(Stored data)
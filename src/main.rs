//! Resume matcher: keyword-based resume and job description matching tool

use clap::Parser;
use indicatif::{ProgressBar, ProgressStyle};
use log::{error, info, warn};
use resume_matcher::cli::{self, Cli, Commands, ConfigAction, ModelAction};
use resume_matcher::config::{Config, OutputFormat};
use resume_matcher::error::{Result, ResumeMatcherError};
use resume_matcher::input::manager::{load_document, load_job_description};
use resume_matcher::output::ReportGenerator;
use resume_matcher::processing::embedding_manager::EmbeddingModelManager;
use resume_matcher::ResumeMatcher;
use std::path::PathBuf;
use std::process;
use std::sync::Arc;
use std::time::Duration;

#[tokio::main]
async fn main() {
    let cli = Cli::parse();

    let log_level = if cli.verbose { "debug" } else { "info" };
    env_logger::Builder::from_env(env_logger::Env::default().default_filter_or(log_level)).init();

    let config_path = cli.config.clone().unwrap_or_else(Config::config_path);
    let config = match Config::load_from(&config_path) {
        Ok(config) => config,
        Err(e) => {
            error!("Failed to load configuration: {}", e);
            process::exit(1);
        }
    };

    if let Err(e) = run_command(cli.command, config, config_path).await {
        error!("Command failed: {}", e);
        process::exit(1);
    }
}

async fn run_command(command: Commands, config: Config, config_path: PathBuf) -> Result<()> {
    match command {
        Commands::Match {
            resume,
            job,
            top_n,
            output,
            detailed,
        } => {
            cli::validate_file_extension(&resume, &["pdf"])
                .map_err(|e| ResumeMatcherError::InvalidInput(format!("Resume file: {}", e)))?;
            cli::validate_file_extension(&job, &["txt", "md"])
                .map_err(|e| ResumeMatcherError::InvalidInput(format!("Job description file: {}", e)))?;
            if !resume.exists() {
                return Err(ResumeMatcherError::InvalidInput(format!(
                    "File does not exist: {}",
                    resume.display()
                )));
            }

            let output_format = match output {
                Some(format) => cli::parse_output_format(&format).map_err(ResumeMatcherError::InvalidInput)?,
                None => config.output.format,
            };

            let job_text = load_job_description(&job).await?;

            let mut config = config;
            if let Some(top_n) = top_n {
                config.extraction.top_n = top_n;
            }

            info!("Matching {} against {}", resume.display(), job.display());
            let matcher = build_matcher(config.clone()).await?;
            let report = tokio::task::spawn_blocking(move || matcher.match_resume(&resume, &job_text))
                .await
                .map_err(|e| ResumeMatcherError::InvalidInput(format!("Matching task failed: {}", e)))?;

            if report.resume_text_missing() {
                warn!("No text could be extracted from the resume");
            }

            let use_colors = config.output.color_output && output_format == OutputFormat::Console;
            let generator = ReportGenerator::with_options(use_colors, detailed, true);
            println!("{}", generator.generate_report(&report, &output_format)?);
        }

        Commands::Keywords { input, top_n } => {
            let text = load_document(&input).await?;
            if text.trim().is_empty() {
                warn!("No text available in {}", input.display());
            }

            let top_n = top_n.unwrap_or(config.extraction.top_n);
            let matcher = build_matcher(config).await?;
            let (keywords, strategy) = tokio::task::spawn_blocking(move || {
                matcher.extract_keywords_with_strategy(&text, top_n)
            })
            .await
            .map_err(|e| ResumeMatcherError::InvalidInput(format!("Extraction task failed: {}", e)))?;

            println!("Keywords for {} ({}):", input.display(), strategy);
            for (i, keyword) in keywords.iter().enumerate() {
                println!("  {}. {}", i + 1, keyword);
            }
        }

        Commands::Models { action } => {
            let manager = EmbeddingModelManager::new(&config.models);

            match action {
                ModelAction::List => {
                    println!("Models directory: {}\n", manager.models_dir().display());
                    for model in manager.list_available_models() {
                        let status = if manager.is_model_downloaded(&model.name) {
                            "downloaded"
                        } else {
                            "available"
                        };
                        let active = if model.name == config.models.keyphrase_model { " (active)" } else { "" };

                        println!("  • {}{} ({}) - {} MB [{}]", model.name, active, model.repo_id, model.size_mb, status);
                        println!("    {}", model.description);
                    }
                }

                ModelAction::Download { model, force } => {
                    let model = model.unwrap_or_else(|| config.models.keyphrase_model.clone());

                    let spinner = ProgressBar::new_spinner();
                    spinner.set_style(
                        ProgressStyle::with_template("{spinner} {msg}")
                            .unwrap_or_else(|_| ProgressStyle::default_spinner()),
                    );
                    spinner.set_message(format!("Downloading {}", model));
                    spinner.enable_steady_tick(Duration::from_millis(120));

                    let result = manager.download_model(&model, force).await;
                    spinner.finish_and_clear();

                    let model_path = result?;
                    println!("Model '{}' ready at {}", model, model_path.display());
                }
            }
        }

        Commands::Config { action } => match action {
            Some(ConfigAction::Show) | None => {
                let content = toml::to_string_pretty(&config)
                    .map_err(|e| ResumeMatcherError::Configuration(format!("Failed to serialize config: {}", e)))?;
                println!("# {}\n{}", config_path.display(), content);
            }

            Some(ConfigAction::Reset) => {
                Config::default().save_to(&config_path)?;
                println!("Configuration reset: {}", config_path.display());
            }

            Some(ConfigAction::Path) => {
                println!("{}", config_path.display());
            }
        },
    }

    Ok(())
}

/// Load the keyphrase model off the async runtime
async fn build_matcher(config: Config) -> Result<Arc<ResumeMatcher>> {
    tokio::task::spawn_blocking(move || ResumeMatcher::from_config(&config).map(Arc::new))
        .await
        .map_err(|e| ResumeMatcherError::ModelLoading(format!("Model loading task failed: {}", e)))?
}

...

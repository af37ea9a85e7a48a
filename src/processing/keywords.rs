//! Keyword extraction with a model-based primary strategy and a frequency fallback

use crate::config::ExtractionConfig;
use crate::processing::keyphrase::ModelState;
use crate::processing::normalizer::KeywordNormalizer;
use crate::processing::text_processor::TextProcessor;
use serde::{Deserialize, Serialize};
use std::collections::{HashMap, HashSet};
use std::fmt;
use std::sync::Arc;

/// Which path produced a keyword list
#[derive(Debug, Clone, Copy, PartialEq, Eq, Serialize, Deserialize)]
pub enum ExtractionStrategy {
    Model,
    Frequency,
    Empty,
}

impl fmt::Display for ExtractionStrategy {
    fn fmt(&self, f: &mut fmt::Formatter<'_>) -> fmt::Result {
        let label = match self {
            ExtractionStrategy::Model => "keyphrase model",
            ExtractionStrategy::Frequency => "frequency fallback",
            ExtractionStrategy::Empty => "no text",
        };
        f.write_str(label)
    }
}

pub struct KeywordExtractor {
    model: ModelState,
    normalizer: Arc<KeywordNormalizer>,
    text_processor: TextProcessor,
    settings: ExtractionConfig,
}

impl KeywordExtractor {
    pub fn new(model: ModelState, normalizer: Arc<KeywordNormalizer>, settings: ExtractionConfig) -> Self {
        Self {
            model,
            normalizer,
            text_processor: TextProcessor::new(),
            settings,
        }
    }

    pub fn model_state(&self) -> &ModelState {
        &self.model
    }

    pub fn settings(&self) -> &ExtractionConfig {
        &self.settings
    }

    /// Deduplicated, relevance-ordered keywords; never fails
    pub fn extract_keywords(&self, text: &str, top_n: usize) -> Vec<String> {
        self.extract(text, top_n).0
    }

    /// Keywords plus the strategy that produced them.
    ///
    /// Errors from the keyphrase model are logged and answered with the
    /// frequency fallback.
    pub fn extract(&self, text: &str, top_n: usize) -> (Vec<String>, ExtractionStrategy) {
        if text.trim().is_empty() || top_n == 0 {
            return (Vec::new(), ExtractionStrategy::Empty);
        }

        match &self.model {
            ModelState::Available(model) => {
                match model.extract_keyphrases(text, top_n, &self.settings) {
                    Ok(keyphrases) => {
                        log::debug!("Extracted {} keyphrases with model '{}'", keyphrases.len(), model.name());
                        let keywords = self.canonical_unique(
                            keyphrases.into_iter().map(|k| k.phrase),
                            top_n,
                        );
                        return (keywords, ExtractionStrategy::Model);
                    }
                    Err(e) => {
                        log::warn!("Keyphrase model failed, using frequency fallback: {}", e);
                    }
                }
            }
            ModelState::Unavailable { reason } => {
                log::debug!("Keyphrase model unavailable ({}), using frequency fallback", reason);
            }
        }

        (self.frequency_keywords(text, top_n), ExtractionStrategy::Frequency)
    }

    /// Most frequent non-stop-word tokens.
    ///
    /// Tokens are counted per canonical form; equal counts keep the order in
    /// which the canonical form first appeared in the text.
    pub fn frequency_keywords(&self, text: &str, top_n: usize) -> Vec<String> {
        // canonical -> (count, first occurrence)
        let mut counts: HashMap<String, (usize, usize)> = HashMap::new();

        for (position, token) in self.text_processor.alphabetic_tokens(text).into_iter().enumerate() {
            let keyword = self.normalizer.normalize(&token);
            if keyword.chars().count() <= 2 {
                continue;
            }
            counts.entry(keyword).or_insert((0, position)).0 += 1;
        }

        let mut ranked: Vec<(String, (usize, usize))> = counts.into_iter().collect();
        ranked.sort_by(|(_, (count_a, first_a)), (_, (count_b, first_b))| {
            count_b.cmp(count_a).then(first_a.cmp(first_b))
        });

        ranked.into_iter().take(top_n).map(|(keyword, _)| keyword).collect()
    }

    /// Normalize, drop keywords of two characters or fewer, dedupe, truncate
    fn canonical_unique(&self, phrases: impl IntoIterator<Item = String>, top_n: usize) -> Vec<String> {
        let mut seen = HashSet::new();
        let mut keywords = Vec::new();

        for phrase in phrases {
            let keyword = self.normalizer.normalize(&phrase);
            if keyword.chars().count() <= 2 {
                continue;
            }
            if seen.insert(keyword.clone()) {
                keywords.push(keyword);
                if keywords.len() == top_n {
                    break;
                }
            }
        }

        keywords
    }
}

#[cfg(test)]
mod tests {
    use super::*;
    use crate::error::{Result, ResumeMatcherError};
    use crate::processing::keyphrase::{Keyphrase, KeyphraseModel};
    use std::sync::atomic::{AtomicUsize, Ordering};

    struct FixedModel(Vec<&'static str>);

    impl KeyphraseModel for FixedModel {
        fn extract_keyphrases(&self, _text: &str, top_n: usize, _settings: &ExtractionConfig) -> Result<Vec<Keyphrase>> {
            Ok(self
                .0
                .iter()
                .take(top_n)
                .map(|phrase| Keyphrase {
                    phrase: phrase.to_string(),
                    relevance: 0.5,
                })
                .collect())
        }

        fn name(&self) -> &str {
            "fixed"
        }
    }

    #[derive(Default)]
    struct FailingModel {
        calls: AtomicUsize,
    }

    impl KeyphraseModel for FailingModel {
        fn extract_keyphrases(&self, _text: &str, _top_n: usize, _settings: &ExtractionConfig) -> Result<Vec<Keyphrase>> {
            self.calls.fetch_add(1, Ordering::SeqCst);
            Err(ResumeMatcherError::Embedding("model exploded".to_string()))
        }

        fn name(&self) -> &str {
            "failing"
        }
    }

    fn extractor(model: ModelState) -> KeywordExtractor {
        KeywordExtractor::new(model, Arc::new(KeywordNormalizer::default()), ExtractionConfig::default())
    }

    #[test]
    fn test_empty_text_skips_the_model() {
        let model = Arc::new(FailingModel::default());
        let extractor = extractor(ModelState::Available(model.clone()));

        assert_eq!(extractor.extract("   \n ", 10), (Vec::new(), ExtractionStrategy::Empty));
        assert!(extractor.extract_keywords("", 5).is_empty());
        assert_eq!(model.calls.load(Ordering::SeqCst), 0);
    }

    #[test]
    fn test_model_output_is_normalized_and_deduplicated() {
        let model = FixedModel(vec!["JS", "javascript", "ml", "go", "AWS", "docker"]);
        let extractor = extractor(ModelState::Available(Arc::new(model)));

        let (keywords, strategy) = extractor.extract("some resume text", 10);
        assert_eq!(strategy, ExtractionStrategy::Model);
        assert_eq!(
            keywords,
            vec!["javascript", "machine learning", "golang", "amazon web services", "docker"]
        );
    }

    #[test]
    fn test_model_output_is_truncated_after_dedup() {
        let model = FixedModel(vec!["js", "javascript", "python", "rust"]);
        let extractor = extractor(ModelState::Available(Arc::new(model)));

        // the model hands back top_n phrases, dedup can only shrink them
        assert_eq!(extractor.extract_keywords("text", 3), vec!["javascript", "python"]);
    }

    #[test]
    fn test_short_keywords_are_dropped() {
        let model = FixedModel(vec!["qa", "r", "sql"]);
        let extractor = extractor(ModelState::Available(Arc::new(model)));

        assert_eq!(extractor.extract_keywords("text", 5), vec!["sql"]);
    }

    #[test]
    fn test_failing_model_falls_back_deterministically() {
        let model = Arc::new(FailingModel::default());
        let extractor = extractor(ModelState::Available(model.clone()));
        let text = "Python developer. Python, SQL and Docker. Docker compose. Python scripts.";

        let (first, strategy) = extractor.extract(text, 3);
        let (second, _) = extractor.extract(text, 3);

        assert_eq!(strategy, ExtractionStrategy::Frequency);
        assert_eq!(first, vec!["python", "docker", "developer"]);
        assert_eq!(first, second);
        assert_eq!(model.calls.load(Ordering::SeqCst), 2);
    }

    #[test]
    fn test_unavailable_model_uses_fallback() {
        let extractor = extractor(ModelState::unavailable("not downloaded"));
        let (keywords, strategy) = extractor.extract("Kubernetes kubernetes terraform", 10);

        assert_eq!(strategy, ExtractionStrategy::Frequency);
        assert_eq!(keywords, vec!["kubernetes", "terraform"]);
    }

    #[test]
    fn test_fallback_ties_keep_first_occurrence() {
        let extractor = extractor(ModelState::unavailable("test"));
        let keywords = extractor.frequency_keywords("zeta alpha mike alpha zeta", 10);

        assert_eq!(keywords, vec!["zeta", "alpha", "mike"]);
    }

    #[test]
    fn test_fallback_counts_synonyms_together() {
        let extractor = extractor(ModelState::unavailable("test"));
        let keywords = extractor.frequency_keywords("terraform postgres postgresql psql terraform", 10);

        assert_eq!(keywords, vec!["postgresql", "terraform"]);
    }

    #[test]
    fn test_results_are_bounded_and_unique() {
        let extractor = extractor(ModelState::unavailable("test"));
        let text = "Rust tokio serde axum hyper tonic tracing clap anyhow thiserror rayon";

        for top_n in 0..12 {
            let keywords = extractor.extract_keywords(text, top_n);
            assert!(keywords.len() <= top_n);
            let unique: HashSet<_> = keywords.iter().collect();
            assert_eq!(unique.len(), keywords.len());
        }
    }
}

* [WHAT THE EXERCISE ASKS]
A copy of each line in the data above that holds the string "kubernetes" is needed.

* [RESULT]
        let (keywords, strategy) = extractor.extract("Kubernetes kubernetes terraform", 10);
        assert_eq!(keywords, vec!["kubernetes", "terraform"]);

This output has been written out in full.